#### TASK TO COMPLETE
In the records below, find every line with the word "tracing" and copy it.

#### INFORMATION SHOWN
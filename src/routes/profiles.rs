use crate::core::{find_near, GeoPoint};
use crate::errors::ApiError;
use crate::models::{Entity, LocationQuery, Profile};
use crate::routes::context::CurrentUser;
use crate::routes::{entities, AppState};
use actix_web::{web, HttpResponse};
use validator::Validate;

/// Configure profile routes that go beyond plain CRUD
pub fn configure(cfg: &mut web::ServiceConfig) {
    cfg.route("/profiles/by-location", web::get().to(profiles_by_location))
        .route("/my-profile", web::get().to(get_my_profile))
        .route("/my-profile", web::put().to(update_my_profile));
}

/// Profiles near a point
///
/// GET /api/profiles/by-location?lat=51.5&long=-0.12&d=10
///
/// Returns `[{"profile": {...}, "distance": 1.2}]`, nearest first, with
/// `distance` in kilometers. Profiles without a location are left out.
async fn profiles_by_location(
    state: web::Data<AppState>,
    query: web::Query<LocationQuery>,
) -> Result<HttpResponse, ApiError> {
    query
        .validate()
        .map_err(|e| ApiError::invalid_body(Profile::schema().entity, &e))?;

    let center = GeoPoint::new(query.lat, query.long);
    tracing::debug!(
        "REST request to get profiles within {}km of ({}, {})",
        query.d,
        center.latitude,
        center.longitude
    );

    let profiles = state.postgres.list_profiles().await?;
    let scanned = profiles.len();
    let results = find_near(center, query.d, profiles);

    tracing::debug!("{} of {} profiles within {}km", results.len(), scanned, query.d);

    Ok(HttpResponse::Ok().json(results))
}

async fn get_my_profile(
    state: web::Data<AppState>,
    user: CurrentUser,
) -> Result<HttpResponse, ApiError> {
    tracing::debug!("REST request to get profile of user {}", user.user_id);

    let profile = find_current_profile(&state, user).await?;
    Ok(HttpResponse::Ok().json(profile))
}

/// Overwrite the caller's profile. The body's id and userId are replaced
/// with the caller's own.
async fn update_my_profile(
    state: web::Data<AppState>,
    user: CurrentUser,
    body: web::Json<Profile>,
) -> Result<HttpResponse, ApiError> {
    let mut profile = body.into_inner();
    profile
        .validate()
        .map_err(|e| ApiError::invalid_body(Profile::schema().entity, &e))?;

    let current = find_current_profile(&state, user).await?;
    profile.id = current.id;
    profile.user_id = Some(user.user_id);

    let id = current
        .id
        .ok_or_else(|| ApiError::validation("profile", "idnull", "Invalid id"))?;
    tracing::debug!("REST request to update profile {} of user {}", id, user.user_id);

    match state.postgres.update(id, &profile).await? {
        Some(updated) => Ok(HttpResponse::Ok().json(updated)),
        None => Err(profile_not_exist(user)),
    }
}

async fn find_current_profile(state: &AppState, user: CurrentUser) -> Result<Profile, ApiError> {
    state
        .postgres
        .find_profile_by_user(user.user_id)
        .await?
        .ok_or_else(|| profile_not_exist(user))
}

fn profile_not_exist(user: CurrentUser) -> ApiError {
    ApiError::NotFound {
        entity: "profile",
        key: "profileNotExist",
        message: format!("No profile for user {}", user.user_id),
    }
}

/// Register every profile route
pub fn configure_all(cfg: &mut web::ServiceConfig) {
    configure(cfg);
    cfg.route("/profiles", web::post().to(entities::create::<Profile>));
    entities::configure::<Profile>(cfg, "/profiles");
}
==
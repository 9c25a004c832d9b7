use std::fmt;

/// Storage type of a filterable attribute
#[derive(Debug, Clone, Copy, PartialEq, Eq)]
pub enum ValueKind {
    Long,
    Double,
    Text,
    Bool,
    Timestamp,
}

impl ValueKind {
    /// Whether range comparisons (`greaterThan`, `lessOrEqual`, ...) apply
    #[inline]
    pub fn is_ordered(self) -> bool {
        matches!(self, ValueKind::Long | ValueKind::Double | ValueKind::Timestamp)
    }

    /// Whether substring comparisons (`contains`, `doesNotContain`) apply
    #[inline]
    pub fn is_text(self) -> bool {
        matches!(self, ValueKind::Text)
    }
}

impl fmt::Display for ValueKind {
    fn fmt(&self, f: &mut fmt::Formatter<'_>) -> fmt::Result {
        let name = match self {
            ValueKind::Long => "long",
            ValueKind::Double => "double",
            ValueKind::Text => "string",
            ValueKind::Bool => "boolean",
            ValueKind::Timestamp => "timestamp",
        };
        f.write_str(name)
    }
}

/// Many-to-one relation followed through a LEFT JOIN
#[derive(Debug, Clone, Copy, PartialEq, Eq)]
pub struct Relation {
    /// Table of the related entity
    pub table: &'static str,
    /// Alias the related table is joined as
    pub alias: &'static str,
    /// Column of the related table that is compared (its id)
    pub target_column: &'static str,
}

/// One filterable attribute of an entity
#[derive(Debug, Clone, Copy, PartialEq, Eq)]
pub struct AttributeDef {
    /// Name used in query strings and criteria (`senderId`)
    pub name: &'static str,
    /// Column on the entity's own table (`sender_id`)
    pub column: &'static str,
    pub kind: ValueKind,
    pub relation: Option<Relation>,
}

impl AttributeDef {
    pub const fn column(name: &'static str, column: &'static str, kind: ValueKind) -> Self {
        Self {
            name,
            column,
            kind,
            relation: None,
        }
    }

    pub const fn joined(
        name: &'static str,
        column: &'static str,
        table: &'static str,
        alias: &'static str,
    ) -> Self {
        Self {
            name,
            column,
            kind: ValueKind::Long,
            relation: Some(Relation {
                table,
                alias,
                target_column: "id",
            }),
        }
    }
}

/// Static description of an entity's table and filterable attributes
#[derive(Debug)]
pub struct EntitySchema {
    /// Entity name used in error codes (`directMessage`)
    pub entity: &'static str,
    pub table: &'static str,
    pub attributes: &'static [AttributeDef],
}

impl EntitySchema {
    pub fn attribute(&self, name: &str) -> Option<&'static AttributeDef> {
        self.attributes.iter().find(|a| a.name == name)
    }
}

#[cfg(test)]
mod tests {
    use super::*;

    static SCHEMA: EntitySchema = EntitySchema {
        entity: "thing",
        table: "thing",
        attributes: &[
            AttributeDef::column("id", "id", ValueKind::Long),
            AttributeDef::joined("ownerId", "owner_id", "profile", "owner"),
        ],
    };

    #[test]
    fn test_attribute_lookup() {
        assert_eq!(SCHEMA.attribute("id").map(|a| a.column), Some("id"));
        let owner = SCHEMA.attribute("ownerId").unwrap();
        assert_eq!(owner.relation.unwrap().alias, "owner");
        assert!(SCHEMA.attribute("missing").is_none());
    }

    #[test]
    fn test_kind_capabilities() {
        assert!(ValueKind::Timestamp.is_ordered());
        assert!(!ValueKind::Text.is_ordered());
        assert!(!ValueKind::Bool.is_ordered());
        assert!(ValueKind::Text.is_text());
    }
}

#### OUTPUT OF THE TASK
    tracing::debug!(
    tracing::debug!("{} of {} profiles within {}km", results.len(), scanned, query.d);
    tracing::debug!("REST request to get profile of user {}", user.user_id);
    tracing::debug!("REST request to update profile {} of user {}", id, user.user_id);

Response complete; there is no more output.